My first slingshot/resortera was one bought for me in Central Mexico from a resortera vendor when I was 7 years old the slingshot elastic was/were the round solid natural color "beige" elastic. It looks like tubes but has no cavity completely solid. It was a good slingshot/elastic and shot well I killed many lizards with it and small birds at that tender age of 7. I used stones with it as all the resorteras sold were made with stone shooting pouches a tradition I picked up when I was taught to make resorteras at 8 or 9 years old.

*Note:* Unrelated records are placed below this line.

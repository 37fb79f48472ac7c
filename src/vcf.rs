//! VCF/BCF genotype access through htslib

use crate::{
    partition::{partition_contigs, Contig, Partition, Region},
    samples::normalize_sample_id,
    GwasError, GwasResult, VariantRecord,
};
use rust_htslib::bcf::{self, header::HeaderRecord, Read};
use std::collections::VecDeque;
use std::path::{Path, PathBuf};

/// Boxed stream of variant records, in source order
pub type VariantStream<'a> = Box<dyn Iterator<Item = GwasResult<VariantRecord>> + 'a>;

/// A genotype source the scan can stream in one pass or by partition.
///
/// Implementations must be shareable across worker threads; each call to
/// `variants` or `partition_variants` opens an independent stream.
pub trait GenotypeSource: Sync {
    /// Sample identities in genotype column order
    fn samples(&self) -> &[String];

    /// Stream every variant in file order
    fn variants(&self) -> GwasResult<VariantStream<'_>>;

    /// Divide the source into at most `parts` partitions
    fn partitions(&self, parts: usize) -> GwasResult<Vec<Partition>>;

    /// Stream the variants whose start position lies in the partition
    fn partition_variants(&self, partition: &Partition) -> GwasResult<VariantStream<'_>>;
}

/// Look for a tabix or CSI index next to the VCF/BCF file
pub fn find_index<P: AsRef<Path>>(path: P) -> Option<PathBuf> {
    let path = path.as_ref();
    ["tbi", "csi"].iter().find_map(|ext| {
        let mut candidate = path.as_os_str().to_owned();
        candidate.push(".");
        candidate.push(ext);
        let candidate = PathBuf::from(candidate);
        candidate.exists().then_some(candidate)
    })
}

/// Contig names and declared lengths from the header, in header order
pub fn header_contigs(header: &bcf::header::HeaderView) -> Vec<Contig> {
    header
        .header_records()
        .into_iter()
        .filter_map(|record| match record {
            HeaderRecord::Contig { values, .. } => {
                let name = values.get("ID")?.clone();
                let length = values.get("length").and_then(|l| l.parse::<u64>().ok());
                Some(Contig { name, length })
            }
            _ => None,
        })
        .collect()
}

/// Convert an htslib record into an owned variant record
fn convert_record(record: &bcf::Record, dosage_field: &[u8]) -> GwasResult<VariantRecord> {
    let rid = record
        .rid()
        .ok_or_else(|| GwasError::input_file("<vcf>", "record without a chromosome"))?;
    let chrom = String::from_utf8_lossy(record.header().rid2name(rid)?).to_string();
    let pos = record.pos() as u64 + 1;
    let id = String::from_utf8_lossy(&record.id()).to_string();

    let alleles = record.alleles();
    let ref_allele = alleles
        .first()
        .map(|a| String::from_utf8_lossy(a).to_string())
        .unwrap_or_default();
    let alt_alleles = alleles
        .iter()
        .skip(1)
        .map(|a| String::from_utf8_lossy(a).to_string())
        .collect();

    // an absent tag surfaces as an error from htslib;
    // missing and vector-end values are NaN payloads
    let dosages = match record.format(dosage_field).float() {
        Ok(values) => Some(
            values
                .iter()
                .map(|sample| match sample.first() {
                    Some(v) if !v.is_nan() => *v,
                    _ => f32::NAN,
                })
                .collect(),
        ),
        Err(_) => None,
    };

    Ok(VariantRecord::new(chrom, pos, id, ref_allele, alt_alleles, dosages))
}

/// Streams every record of a reader in file order
struct FullScan {
    reader: bcf::Reader,
    record: bcf::Record,
    dosage_field: Vec<u8>,
}

impl Iterator for FullScan {
    type Item = GwasResult<VariantRecord>;

    fn next(&mut self) -> Option<Self::Item> {
        match self.reader.read(&mut self.record)? {
            Ok(()) => Some(convert_record(&self.record, &self.dosage_field)),
            Err(e) => Some(Err(GwasError::Htslib(e))),
        }
    }
}

/// Streams the records of a partition, one region after the other
struct RegionScan {
    reader: bcf::IndexedReader,
    record: bcf::Record,
    dosage_field: Vec<u8>,
    pending: VecDeque<Region>,
    current: Option<Region>,
}

impl RegionScan {
    /// Position the reader on the next region with indexed records
    fn advance(&mut self) -> bool {
        while let Some(region) = self.pending.pop_front() {
            let rid = match self.reader.header().name2rid(region.contig.as_bytes()) {
                Ok(rid) => rid,
                Err(_) => {
                    log::debug!("Contig {} not in header, skipping", region.contig);
                    continue;
                }
            };

            match self.reader.fetch(rid, region.start, region.end) {
                Ok(()) => {
                    self.current = Some(region);
                    return true;
                }
                Err(e) => log::debug!("No indexed records for {} ({}), skipping", region, e),
            }
        }
        self.current = None;
        false
    }
}

impl Iterator for RegionScan {
    type Item = GwasResult<VariantRecord>;

    fn next(&mut self) -> Option<Self::Item> {
        loop {
            if self.current.is_none() && !self.advance() {
                return None;
            }

            match self.reader.read(&mut self.record) {
                Some(Ok(())) => {
                    let pos = self.record.pos() as u64;
                    let in_region = self
                        .current
                        .as_ref()
                        .map(|r| r.contains_start(pos))
                        .unwrap_or(false);
                    // records overlapping the region start belong to the previous region
                    if in_region {
                        return Some(convert_record(&self.record, &self.dosage_field));
                    }
                }
                Some(Err(e)) => return Some(Err(GwasError::Htslib(e))),
                None => self.current = None,
            }
        }
    }
}

/// VCF/BCF file (plain, bgzipped, or BCF) read through htslib
#[derive(Debug, Clone)]
pub struct VcfSource {
    path: PathBuf,
    samples: Vec<String>,
    dosage_field: String,
}

impl VcfSource {
    /// Open the file, read its header and sample list
    pub fn open<P: AsRef<Path>>(path: P, dosage_field: &str) -> GwasResult<Self> {
        let path = path.as_ref().to_path_buf();
        let reader = bcf::Reader::from_path(&path)
            .map_err(|e| GwasError::input_file(&path, format!("cannot read VCF: {}", e)))?;

        let samples: Vec<String> = reader
            .header()
            .samples()
            .iter()
            .map(|s| normalize_sample_id(&String::from_utf8_lossy(s)))
            .collect();

        if samples.is_empty() {
            return Err(GwasError::input_file(&path, "VCF has no sample columns"));
        }

        log::info!("VCF {}: {} samples", path.display(), samples.len());

        Ok(VcfSource {
            path,
            samples,
            dosage_field: dosage_field.to_string(),
        })
    }

    fn indexed_reader(&self) -> GwasResult<bcf::IndexedReader> {
        if find_index(&self.path).is_none() {
            return Err(GwasError::Partition(format!(
                "no .tbi or .csi index found next to {}; index it with `bcftools index` or run with --workers 1",
                self.path.display()
            )));
        }
        Ok(bcf::IndexedReader::from_path(&self.path)?)
    }
}

impl GenotypeSource for VcfSource {
    fn samples(&self) -> &[String] {
        &self.samples
    }

    fn variants(&self) -> GwasResult<VariantStream<'_>> {
        let reader = bcf::Reader::from_path(&self.path)
            .map_err(|e| GwasError::input_file(&self.path, format!("cannot read VCF: {}", e)))?;
        let record = reader.empty_record();

        Ok(Box::new(FullScan {
            reader,
            record,
            dosage_field: self.dosage_field.as_bytes().to_vec(),
        }))
    }

    fn partitions(&self, parts: usize) -> GwasResult<Vec<Partition>> {
        let reader = self.indexed_reader()?;
        let contigs = header_contigs(reader.header());
        if contigs.is_empty() {
            return Err(GwasError::Partition(format!(
                "{} declares no ##contig lines to partition",
                self.path.display()
            )));
        }

        let partitions = partition_contigs(&contigs, parts);
        log::info!(
            "Partitioned {} contigs into {} regions (requested {})",
            contigs.len(),
            partitions.len(),
            parts
        );
        Ok(partitions)
    }

    fn partition_variants(&self, partition: &Partition) -> GwasResult<VariantStream<'_>> {
        let reader = self.indexed_reader()?;
        let record = reader.empty_record();

        Ok(Box::new(RegionScan {
            reader,
            record,
            dosage_field: self.dosage_field.as_bytes().to_vec(),
            pending: partition.regions.iter().cloned().collect(),
            current: None,
        }))
    }
}
//! Utility functions for file handling and common operations

use crate::{GwasError, GwasResult};
use flate2::read::MultiGzDecoder;
use std::fs::File;
use std::io::{BufRead, BufReader, Read};
use std::path::Path;

/// Check if a file is gzip compressed
pub fn is_gzipped<P: AsRef<Path>>(path: P) -> GwasResult<bool> {
    let mut file = File::open(path)?;
    let mut buffer = [0; 2];

    match file.read_exact(&mut buffer) {
        Ok(()) => Ok(buffer == [0x1f, 0x8b]),
        Err(e) if e.kind() == std::io::ErrorKind::UnexpectedEof => Ok(false),
        Err(e) => Err(GwasError::Io(e)),
    }
}

/// Open a text file for line reading, transparently decompressing gzip input
pub fn open_text_reader<P: AsRef<Path>>(path: P) -> GwasResult<Box<dyn BufRead>> {
    let file = File::open(&path)
        .map_err(|e| GwasError::input_file(&path, format!("cannot open: {}", e)))?;

    let reader: Box<dyn BufRead> = if is_gzipped(&path)? {
        Box::new(BufReader::new(MultiGzDecoder::new(file)))
    } else {
        Box::new(BufReader::new(file))
    };

    Ok(reader)
}

/// Get the number of CPU cores, with a fallback default
pub fn get_num_cpus() -> usize {
    std::thread::available_parallelism()
        .map(|p| p.get())
        .unwrap_or(1)
}

/// Validate file paths and check if they exist
pub fn validate_file_exists<P: AsRef<Path>>(path: P) -> GwasResult<()> {
    if !path.as_ref().exists() {
        return Err(GwasError::input_file(path, "file not found"));
    }
    Ok(())
}

/// Validate that a file is readable
pub fn validate_file_readable<P: AsRef<Path>>(path: P) -> GwasResult<()> {
    validate_file_exists(&path)?;

    File::open(&path).map_err(|e| GwasError::input_file(&path, format!("not readable: {}", e)))?;

    Ok(())
}

/// Check if a path has a specific extension
pub fn has_extension<P: AsRef<Path>>(path: P, extension: &str) -> bool {
    path.as_ref()
        .extension()
        .and_then(|s| s.to_str())
        .map(|s| s.eq_ignore_ascii_case(extension))
        .unwrap_or(false)
}

/// Format a file size in bytes to a human-readable string
pub fn format_file_size(size: u64) -> String {
    const UNITS: &[&str] = &["B", "KB", "MB", "GB", "TB"];
    let mut size = size as f64;
    let mut unit_index = 0;

    while size >= 1024.0 && unit_index < UNITS.len() - 1 {
        size /= 1024.0;
        unit_index += 1;
    }

    format!("{:.2} {}", size, UNITS[unit_index])
}

/// Create parent directories if they don't exist
pub fn ensure_parent_dirs<P: AsRef<Path>>(path: P) -> GwasResult<()> {
    if let Some(parent) = path.as_ref().parent() {
        if !parent.as_os_str().is_empty() {
            std::fs::create_dir_all(parent)?;
        }
    }
    Ok(())
}

/// Log a progress notice every `interval` processed items
pub fn log_progress(label: &str, processed: usize, written: usize, interval: usize) {
    if interval > 0 && processed > 0 && processed % interval == 0 {
        log::info!(
            "{}: processed {} variants, {} results written",
            label,
            processed,
            written
        );
    }
}

/// Timer utility for measuring execution time
pub struct Timer {
    start: std::time::Instant,
    name: String,
}

impl Timer {
    pub fn new(name: &str) -> Self {
        log::info!("Starting timer: {}", name);
        Timer {
            start: std::time::Instant::now(),
            name: name.to_string(),
        }
    }

    pub fn elapsed(&self) -> std::time::Duration {
        self.start.elapsed()
    }

    pub fn log_elapsed(&self) {
        let duration = self.elapsed();
        log::info!("Timer '{}' elapsed: {:.2?}", self.name, duration);
    }
}

impl Drop for Timer {
    fn drop(&mut self) {
        self.log_elapsed();
    }
}

/// Memory usage reporting utility
pub fn log_memory_usage(context: &str) {
    #[cfg(unix)]
    {
        use std::fs;
        if let Ok(status) = fs::read_to_string("/proc/self/status") {
            for line in status.lines() {
                if line.starts_with("VmRSS:") {
                    if let Some(memory_str) = line.split_whitespace().nth(1) {
                        if let Ok(memory_kb) = memory_str.parse::<u64>() {
                            log::info!("Memory usage ({}): {} MB", context, memory_kb / 1024);
                        }
                    }
                    break;
                }
            }
        }
    }

    #[cfg(not(unix))]
    {
        log::debug!("Memory usage logging not supported on this platform ({})", context);
    }
}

Would I shoot these round solid elastics again? Yes and I wish they still made and sold the good ones, I currently own a resortera I made with some 1/4 round solid elastic I ordered from afar and its reminiscent of the good solids of the day.


----------



## Gandolphin (Jun 28, 2010)

A barnett pro diablo II with barnett tubes, a year ago


----------



## NoSugarRob (Jun 3, 2010)

.


----------



## Gib (Sep 21, 2010)

marksman wrist rocket from crappytire (maybe 6 months ago), Came with some standard rubber tubes, I dont find myself shooting it anymore as I find more fun shooting ones ive made myself or bought from small slingshot dealers and my accuracy seems to just be terrible with the wrist rocket now lol.


----------



## joseph_curwen (Feb 8, 2010)

It was maybe 30 years ago, a slingshot made with a bend wire and square élastic, and bought on a garage sale









I got it with a bunch of marbles.


----------



## smitty (Dec 17, 2009)

Pecan tree natural fork with bicycle inner-tube rubber. I'd use one just like it again, but I don't think that kind of inner-tube is made anymore. This was 40+ years ago.


----------



## orcrender (Sep 11, 2010)

Fork was from an apple tree. The first bands from a bicycle inner tube. The bands were switched later that day with some from those old wide long rubber bands used by the post office.


----------



## geckko (Sep 9, 2010)

Hi
It was 23 or 24 years ago at the age of 7 or 6 years in Romania
I used a natural fork and some white/yellow flatbands they called in Romanian language 
"rubber from milk " shoots very good.

Greetings 
Sebi


----------



## Tex-Shooter (Dec 17, 2009)

My first slingshot! Well lets see, I think it was a natural White Oak fork cut with a pocket knife from overhanging limbs in the alley behind a neighbors house in about 1945. The rubber was pieces of red inter tube mounted over the top. It was tied on with another piece of red inter tube wrapped all the way down to the yoke and tucked back through. My ammo was of course nice round rocks about 1 inch in diameter. Yes, I got in trouble with several times. -- Tex


----------



## ARB (Dec 31, 2009)

I got my first slingshot when I was a kid in 1989. A Barnett Black Widow with standard Barnett tubes. I still have it - not with the original rubber obviously! I no longer shoot it as i find it crappy and toylike and the forks are much too close for my liking. Here is a photo of it beside my current favourite


----------



## NaturalFork (Jan 21, 2010)

I don't know how I acquired it but about 20 years ago I got a saunders wrist rocket. It of course had tubes back then. I shot everything out of it. My favorite thing to shoot was acorns I found in the yard. I was devastated when the tubes broke.


----------



## Henry the Hermit (Jun 2, 2010)

RecurveMaster said:


> I don't know how I acquired it but about 20 years ago I got a saunders wrist rocket. It of course had tubes back then. I shot everything out of it. My favorite thing to shoot was acorns I found in the yard. I was devastated when the tubes broke.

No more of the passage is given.